I wrote a paper about this process already a while back. So this is about one study, but there is actually another problem that I want to highlight. If we think about “how does a study happened?” Well, we start with an idea for a study. We then perform the study and I just showed you that that can be problematic and how bad that is. But then we submit the paper for publication and hopefully get it published. And we end up hopefully in PubMed.
But how well does that whole process work?

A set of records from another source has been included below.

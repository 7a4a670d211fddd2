use chrono::NaiveDate;

use solar_fraction::profile::*;
use solar_fraction::sun::SunModel;
use solar_fraction::types::*;

macro_rules! assert_approx {
    ($left:expr, $right:expr, $tol:expr) => {
        let (l, r) = ($left as f64, $right as f64);
        assert!(
            (l - r).abs() <= $tol,
            "assert_approx failed: left={}, right={}, diff={}, tol={}",
            l, r, (l - r).abs(), $tol
        );
    };
}

fn equinox_day() -> NaiveDate {
    NaiveDate::from_ymd_opt(2025, 3, 20).unwrap()
}

fn equator_flat() -> OrientedSurface {
    OrientedSurface::horizontal(GeoPoint::new(0.0, 0.0))
}

// ── Config ──

#[test]
fn test_default_config() {
    let c = ProfileConfig::default();
    assert_eq!(c.interval_minutes, 5);
    assert_eq!(c.start_minutes, 0);
    assert_eq!(c.end_minutes, 1439);
}

// ── Time utilities ──

#[test]
fn test_time_roundtrip() {
    for m in [0, 1, 59, 60, 61, 120, 719, 720, 721, 1439] {
        assert_eq!(time_to_minutes(minutes_to_time(m)), m, "minutes={}", m);
    }
}

#[test]
fn test_known_time_conversions() {
    assert_eq!(minutes_to_time(0), (0, 0));
    assert_eq!(minutes_to_time(720), (12, 0));
    assert_eq!(minutes_to_time(1439), (23, 59));
    assert_eq!(minutes_to_time(390), (6, 30));
}

#[test]
fn test_intervals_per_day() {
    assert_eq!(intervals_per_day(5), Some(288));
    assert_eq!(intervals_per_day(15), Some(96));
    assert_eq!(intervals_per_day(30), Some(48));
    assert_eq!(intervals_per_day(1), Some(1440));
    assert_eq!(intervals_per_day(0), None);
    assert_eq!(intervals_per_day(-5), None);
}

// ── Generation ──

#[test]
fn test_full_day_sample_count() {
    let model = SunModel::default();
    let profile = generate_daily_profile(
        &model,
        &equator_flat(),
        equinox_day(),
        &ProfileConfig::default(),
    )
    .unwrap();
    assert_eq!(profile.entries.len(), 288);
    assert_eq!(profile.entries[0].minutes, 0);
    assert_eq!(profile.entries.last().unwrap().minutes, 1435);
    assert_eq!(profile.interval_minutes, 5);
    assert_eq!(profile.date, equinox_day());
}

#[test]
fn test_equinox_at_equator() {
    let model = SunModel::default();
    let profile = generate_daily_profile(
        &model,
        &equator_flat(),
        equinox_day(),
        &ProfileConfig::default(),
    )
    .unwrap();
    let summary = profile.summary;

    // Twelve hours of daylight, sun overhead at 12:00 UTC.
    assert!((715..=730).contains(&summary.sunlit_minutes), "sunlit={}", summary.sunlit_minutes);
    assert_eq!(summary.peak_minutes, Some(720));
    assert!(summary.peak_fraction > 0.9999, "peak={}", summary.peak_fraction);
    // Integral of cos over half a day: 24 / pi hours.
    assert_approx!(summary.equivalent_full_sun_hours, 24.0 / std::f64::consts::PI, 0.05);
}

#[test]
fn test_night_entries_are_zero() {
    let model = SunModel::default();
    let profile = generate_daily_profile(
        &model,
        &equator_flat(),
        equinox_day(),
        &ProfileConfig::default(),
    )
    .unwrap();
    for entry in &profile.entries {
        if entry.minutes < 300 || entry.minutes > 1140 {
            assert_eq!(entry.fraction, 0.0, "minutes={}", entry.minutes);
        }
    }
}

#[test]
fn test_partial_window() {
    let model = SunModel::default();
    let config = ProfileConfig {
        interval_minutes: 30,
        start_minutes: 360,
        end_minutes: 1080,
    };
    let profile = generate_daily_profile(&model, &equator_flat(), equinox_day(), &config).unwrap();
    assert_eq!(profile.entries.len(), 25);
    assert_eq!(profile.entries[0].minutes, 360);
    assert_eq!(profile.entries[24].minutes, 1080);
}

#[test]
fn test_south_facing_beats_north_facing() {
    let model = SunModel::default();
    let date = NaiveDate::from_ymd_opt(2026, 12, 1).unwrap();
    let location = GeoPoint::new(48.1, 11.6);
    let south = OrientedSurface::new(location, 60.0, 180.0);
    let north = OrientedSurface::new(location, 60.0, 0.0);
    let config = ProfileConfig::default();

    let south = generate_daily_profile(&model, &south, date, &config).unwrap();
    let north = generate_daily_profile(&model, &north, date, &config).unwrap();
    assert!(
        south.summary.equivalent_full_sun_hours > north.summary.equivalent_full_sun_hours,
        "south={} north={}",
        south.summary.equivalent_full_sun_hours,
        north.summary.equivalent_full_sun_hours
    );
}

#[test]
fn test_polar_night_profile() {
    let model = SunModel::default();
    let date = NaiveDate::from_ymd_opt(2024, 12, 21).unwrap();
    let surface = OrientedSurface::horizontal(GeoPoint::new(85.0, 0.0));
    let profile =
        generate_daily_profile(&model, &surface, date, &ProfileConfig::default()).unwrap();
    assert_eq!(profile.summary.sunlit_minutes, 0);
    assert_eq!(profile.summary.peak_minutes, None);
    assert_eq!(profile.summary.equivalent_full_sun_hours, 0.0);
}

#[test]
fn test_profile_outside_table() {
    let model = SunModel::default();
    let date = NaiveDate::from_ymd_opt(2040, 1, 1).unwrap();
    let err = generate_daily_profile(&model, &equator_flat(), date, &ProfileConfig::default())
        .unwrap_err();
    assert!(err.is_out_of_range());
}

// ── Lookup ──

#[test]
fn test_lookup_exact_and_interpolated() {
    let model = SunModel::default();
    let profile = generate_daily_profile(
        &model,
        &equator_flat(),
        equinox_day(),
        &ProfileConfig::default(),
    )
    .unwrap();

    let at_noon = profile.entries.iter().find(|e| e.minutes == 720).unwrap().fraction;
    assert_eq!(lookup_fraction(&profile, 720), Some(at_noon));

    let a = profile.entries.iter().find(|e| e.minutes == 600).unwrap().fraction;
    let b = profile.entries.iter().find(|e| e.minutes == 605).unwrap().fraction;
    let mid = lookup_fraction(&profile, 602).unwrap();
    assert_approx!(mid, a + 0.4 * (b - a), 1e-12);
}

#[test]
fn test_lookup_outside_samples() {
    let model = SunModel::default();
    let config = ProfileConfig {
        interval_minutes: 10,
        start_minutes: 360,
        end_minutes: 1080,
    };
    let profile = generate_daily_profile(&model, &equator_flat(), equinox_day(), &config).unwrap();
    assert_eq!(lookup_fraction(&profile, 100), None);
    assert_eq!(lookup_fraction(&profile, 1200), None);
    assert!(lookup_fraction(&profile, 1080).is_some());
}

#[test]
fn test_lookup_with_zero_interval() {
    let model = SunModel::default();
    let config = ProfileConfig::default();
    let mut profile =
        generate_daily_profile(&model, &equator_flat(), equinox_day(), &config).unwrap();
    profile.interval_minutes = 0;
    assert_eq!(lookup_fraction(&profile, 720), None);
    profile.interval_minutes = -5;
    assert_eq!(lookup_fraction(&profile, 720), None);
}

That’s a little bit more tricky. We can’t really use a good gold standard there. But we can just look at the output, like what ends up in PubMed?
So what I’m showing in this plot is. What I did is, I went through PubMed, I extracted all the papers from the observational study using a database, like the Taiwanese database, but, of course, also CPRD from the UK or other observational databases. And from those PubMed abstracts, I just extracted automatically all of the effect size estimates that were reported including the p-values and confidence intervals. So every one of these dots is one of those estimates that we extracted from the literature. Of course, this is about all sorts of different questions, different exposures, different outcomes, all sorts of different designs that were used on the data.
But despite the fact that this is really a lot of different things in one plot. We can see a very clear pattern I would argue. The pattern pretty obviously is that there’s this big gap in the middle. Then do not see many articles that talk about an effect size estimate that’s not statistically significant. Now this could be that researchers are just really good at picking a research question and they only pick the ones that they know beforehand will be statistically significant. But then still I would argue, well, I would like to know about all those things that are not statistically significant. This might be important to me as well, right?
I mean I want to know whether when something is safe. But there’s also there’s very suspicious sharp boundary at that, at these point of five. And that actually tells me, you know, it can’t just be that they’re good at picking it up questions. You know, it’s also, there’s a lot of publication bias
meaning that people just only publish things that are statistically significant. Maybe because reviewers reject everything else. But also something called P-hacking where you do a study, you find the results are not statistically significant. You then go back and basically rethink with the design of your study and until you actually get a statistically significant result. And both of those are actually bad. Because of the multiple testing that you’re doing but not actually reporting. You get a lot of false positives. And so in summary about this seeing how well things work, I would say the performance of this observational research at an individual study level is pretty bad.
Because of the bias that we have, due to confounding selection bias and measurement error. But as a whole, it’s even worse. Because of publication bias and P-hacking.